È ipotizzabile che nel 2016 i migranti possano diventare 600.000, nel 2017 1,2 milioni. Se si verificasse questo ciclopico esodo di massa, non sappiamo come le strutture e le finanze italiane possano corrispondere in modo appropriato.
Ma cerchiamo di vedere quale sia il business che c’è dietro l’accoglienza e l’assistenza dei migranti. A parte l’enorme lavoro della Marina militare e della Guardia costiera, a terra sono stati impiantati centri di accoglienza, approntati servizi di sicurezza, servizi sanitari, servizi alberghieri, nonché navi, aerei, treni e pulman per spostare continuamente i migranti da un posto all’altro in base a necessità logistiche.
Inoltre, vengono impegnati migliaia di uomini delle Forze dell’ordine e di organizzazioni statali e locali,  distolti alla loro funzione istituzionale, creando carenze nelle attività che dovrebbero svolgere normalmente. Prefetti, Questori, Comandanti di Carabinieri e GdF hanno il gravosissimo compito di occuparsi di questi poveracci, cui umanamente si deve ogni solidarietà.

Ma bisogna restare con i piedi a terra. Fino a che punto il nostro Paese è in condizione di seguire il ritmo travolgente di questa invasione di massa? E, secondo quesito: fino a qual punto è giusto spendere le cospicue risorse prima indicate sottraendole a milioni di italiani che hanno quantomeno uguale bisogno e probabilmente maggiore diritto? E, terzo quesito: è etico questo comportamento che soddisfa un bisogno umanitario, quello dei migranti, ma lascia nell’inferno milioni di poveri cittadini?

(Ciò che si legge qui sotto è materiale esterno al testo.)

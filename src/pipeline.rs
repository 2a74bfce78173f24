use tracing::info;

use crate::aggregate::{self, Aggregates, GroupedSummaries};
use crate::config::Config;
use crate::geocode::{self, GeocodingProvider, ResolvedLocationTable};
use crate::models::{AnalyticRow, GeolocatedAddress, LocationMention, NormalizedMention};
use crate::normalize;
use crate::spatial::{self, CountryTable, DistanceComputer, EdgeDistance, HaversineDistanceComputer, SpatialEdge};
use crate::stats::{self, TestReport};

/// Inputs for one analysis run, already loaded.
pub struct Inputs {
    pub mentions: Vec<LocationMention>,
    pub resolved: ResolvedLocationTable,
    pub countries: Option<CountryTable>,
}

/// Every intermediate table of a run, kept for export and reporting.
pub struct PipelineRun {
    pub normalized: Vec<NormalizedMention>,
    pub geolocated: Vec<GeolocatedAddress>,
    pub joined: Vec<AnalyticRow>,
    pub aggregates: Aggregates,
    pub tests: TestReport,
    pub edges: Vec<SpatialEdge>,
    pub distances: Vec<EdgeDistance>,
    pub distance_summaries: GroupedSummaries,
    pub international: Option<GroupedSummaries>,
}

/// Steps 1 through 7 as a sequence of pure stages with injected
/// collaborators. The geocoder is optional because the resolved table
/// already carries corrected coordinates.
pub struct Pipeline {
    config: Config,
    geocoder: Option<Box<dyn GeocodingProvider>>,
    distances: Box<dyn DistanceComputer>,
}

impl Pipeline {
    pub fn new(config: Config) -> Self {
        Self {
            config,
            geocoder: None,
            distances: Box::new(HaversineDistanceComputer),
        }
    }

    pub fn with_geocoder(mut self, geocoder: Box<dyn GeocodingProvider>) -> Self {
        self.geocoder = Some(geocoder);
        self
    }

    pub fn with_distance_computer(mut self, distances: Box<dyn DistanceComputer>) -> Self {
        self.distances = distances;
        self
    }

    pub fn config(&self) -> &Config {
        &self.config
    }

    pub fn normalize(&self, mentions: &[LocationMention]) -> Vec<NormalizedMention> {
        normalize::normalize_mentions(mentions, &self.config.prefixes)
    }

    pub fn geocode(&self, normalized: &[NormalizedMention]) -> Vec<GeolocatedAddress> {
        match &self.geocoder {
            Some(geocoder) => {
                geocode::geocode_addresses(&normalize::distinct_addresses(normalized), geocoder.as_ref())
            }
            None => Vec::new(),
        }
    }

    pub fn edges(&self, aggregates: &Aggregates) -> Vec<SpatialEdge> {
        spatial::build_edges(&aggregates.records, &self.config.destination)
    }

    pub fn run(&self, inputs: &Inputs) -> PipelineRun {
        let normalized = self.normalize(&inputs.mentions);
        let geolocated = self.geocode(&normalized);
        let joined = geocode::join_resolved(&normalized, &inputs.resolved);
        let aggregates = aggregate::aggregate(&joined);
        let tests = stats::run_tests(&aggregates);
        let edges = self.edges(&aggregates);
        let distances = spatial::attach_distances(&edges, self.distances.as_ref());
        let distance_summaries = spatial::distance_summaries(&distances);
        let international = inputs.countries.as_ref().map(|countries| {
            let shares = spatial::international_share(
                countries,
                &aggregates.loc_by_name,
                &self.config.home_country,
            );
            spatial::international_summaries(&shares, &aggregates.loc_by_name)
        });

        info!(
            people = aggregates.loc_by_name.len(),
            edges = edges.len(),
            measured = distances.len(),
            "pipeline run complete"
        );

        PipelineRun {
            normalized,
            geolocated,
            joined,
            aggregates,
            tests,
            edges,
            distances,
            distance_summaries,
            international,
        }
    }
}

#[cfg(test)]
mod tests {
    use super::*;
    use crate::identity::PersonId;
    use crate::models::{Coordinates, Gender, Occupation, ResolvedLocation};
    use crate::stats::StatsError;
    use crate::tables;

    const MENTIONS: &str = "\
name,age,migrated_from,migrated_to,gender,occupation,location,city,country
Amir,30,Lahore,Delhi,Male,Yes,,Lahore,
Amir,30,Lahore,Delhi,Male,Yes,,Delhi,
Bibi,28,Lahore,Amritsar,Female,No,,Lahore,
";

    const RESOLVED: &str = "\
address,latitude,longitude,known,camp,resolved_location,admin
Lahore,31.5204,74.3587,true,false,Lahore,false
Delhi,28.6517178,77.2219388,true,false,Delhi,false
";

    struct FakeGeocoder;

    impl GeocodingProvider for FakeGeocoder {
        fn lookup(&self, address: &str) -> Option<Coordinates> {
            (address == "Lahore").then_some(Coordinates {
                latitude: 31.5204,
                longitude: 74.3587,
            })
        }
    }

    struct FixedDistance(f64);

    impl DistanceComputer for FixedDistance {
        fn distance_km(&self, _edge: &SpatialEdge) -> Option<f64> {
            Some(self.0)
        }
    }

    fn inputs() -> Inputs {
        let config = Config::default();
        Inputs {
            mentions: tables::parse_mentions(MENTIONS.as_bytes(), "mentions.csv", &config.prefixes)
                .unwrap(),
            resolved: ResolvedLocationTable::new(
                tables::parse_resolved(RESOLVED.as_bytes(), "resolved.csv").unwrap(),
            ),
            countries: None,
        }
    }

    #[test]
    fn two_narrators_end_to_end() {
        let run = Pipeline::new(Config::default()).run(&inputs());
        let amir = PersonId::derive("Amir", 30);

        assert_eq!(run.aggregates.loc_by_name.len(), 1);
        assert_eq!(run.aggregates.loc_by_name[&amir].locations, 2);
        assert_eq!(run.aggregates.loc_total["Lahore"], 1);
        assert_eq!(run.aggregates.loc_total["Delhi"], 1);
        assert_eq!(run.aggregates.locations.by_gender[&Gender::Male].mean, 2.0);
        assert!(!run
            .aggregates
            .locations
            .by_gender
            .contains_key(&Gender::Female));
    }

    #[test]
    fn tiny_population_reports_test_preconditions() {
        let run = Pipeline::new(Config::default()).run(&inputs());
        assert!(matches!(
            run.tests.by_gender,
            Err(StatsError::InsufficientObservations { .. })
        ));
        assert!(run.tests.by_category.is_err());
    }

    #[test]
    fn join_keeps_every_normalized_row() {
        let run = Pipeline::new(Config::default()).run(&inputs());
        assert_eq!(run.joined.len(), run.normalized.len());
        assert_eq!(run.normalized.len(), 3);
    }

    #[test]
    fn edges_skip_the_destination() {
        let run = Pipeline::new(Config::default()).run(&inputs());
        assert_eq!(run.edges.len(), 1);
        assert_eq!(run.edges[0].location, "Lahore");
        assert_eq!(run.distances.len(), 1);
    }

    #[test]
    fn injected_collaborators_are_used() {
        let pipeline = Pipeline::new(Config::default())
            .with_geocoder(Box::new(FakeGeocoder))
            .with_distance_computer(Box::new(FixedDistance(500.0)));
        let run = pipeline.run(&inputs());

        assert_eq!(run.geolocated.len(), 2);
        let delhi = run
            .geolocated
            .iter()
            .find(|row| row.address == "Delhi")
            .unwrap();
        assert_eq!(delhi.latitude, None);
        assert_eq!(run.distance_summaries.by_gender[&Gender::Male].mean, 500.0);
    }

    #[test]
    fn countries_feed_international_share() {
        let mut inputs = inputs();
        inputs.countries = Some(CountryTable::new(vec![
            (PersonId::derive("Amir", 30), "Pakistan".to_string()),
            (PersonId::derive("Amir", 30), "India".to_string()),
        ]));
        let run = Pipeline::new(Config::default()).run(&inputs);

        let international = run.international.unwrap();
        assert_eq!(
            international.by_category[&(Gender::Male, Occupation::Yes)].mean,
            0.5
        );
    }

    #[test]
    fn admin_areas_never_reach_aggregates() {
        let mut inputs = inputs();
        inputs.resolved = ResolvedLocationTable::new(vec![ResolvedLocation {
            address: "Lahore".to_string(),
            latitude: Some(31.5),
            longitude: Some(74.3),
            known: true,
            camp: false,
            resolved_location: "Lahore".to_string(),
            admin: true,
        }]);
        let run = Pipeline::new(Config::default()).run(&inputs);

        assert!(!run.aggregates.loc_total.contains_key("Lahore"));
        assert!(run.edges.is_empty());
    }

    #[test]
    fn addresses_sharing_a_place_give_one_edge_and_reimport_cleanly() {
        let config = Config::default();
        let mentions = "\
name,age,migrated_from,migrated_to,gender,occupation,location,city,country
Amir,30,Lahore,Delhi,Male,Yes,,Lahore,
Amir,30,Lahore,Delhi,Male,Yes,Anarkali,Lahore,
";
        let resolved = "\
address,latitude,longitude,known,camp,resolved_location,admin
Lahore,31.5204,74.3587,true,false,Lahore,false
\"Anarkali, Lahore\",31.5670,74.3100,true,false,Lahore,false
";
        let inputs = Inputs {
            mentions: tables::parse_mentions(mentions.as_bytes(), "mentions.csv", &config.prefixes)
                .unwrap(),
            resolved: ResolvedLocationTable::new(
                tables::parse_resolved(resolved.as_bytes(), "resolved.csv").unwrap(),
            ),
            countries: None,
        };
        let run = Pipeline::new(config).run(&inputs);
        let amir = PersonId::derive("Amir", 30);

        assert_eq!(run.normalized.len(), 2);
        assert_eq!(run.aggregates.loc_by_name[&amir].locations, 1);
        assert_eq!(run.aggregates.loc_total["Lahore"], 1);
        assert_eq!(run.edges.len(), 1);

        let dir = tempfile::tempdir().unwrap();
        let edges_path = dir.path().join("edges.csv");
        spatial::write_edges(&edges_path, &run.edges).unwrap();

        let mut measured = String::from("PersonID,location,distance_km\n");
        let mut reader = csv::Reader::from_path(&edges_path).unwrap();
        for record in reader.records() {
            let record = record.unwrap();
            measured.push_str(&format!("{},{},424.5\n", &record[0], &record[1]));
        }
        let imported = tables::parse_distances(measured.as_bytes(), "distances.csv").unwrap();
        let distances =
            spatial::attach_distances(&run.edges, &spatial::ImportedDistances::new(imported));

        assert_eq!(distances.len(), 1);
        assert_eq!(distances[0].distance_km, 424.5);
    }
}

Il governo italiano ha l’obbligo di contemperare le due esigenze e scegliere una strada equa che aiuti in primo luogo i propri cittadini, mettendo al secondo posto il soccorso umanitario internazionale, certo doveroso, ma subordinato al sostegno ancor più doveroso che va dato agli italiani in stato di povertà.
È necessario un comportamento equo che dia il segno di giustizia di un governo che non può seguire strade demagogiche solo per soddisfare ideologie e affamati gruppi che con la demagogia sviluppano in modo eccellente i propri affari.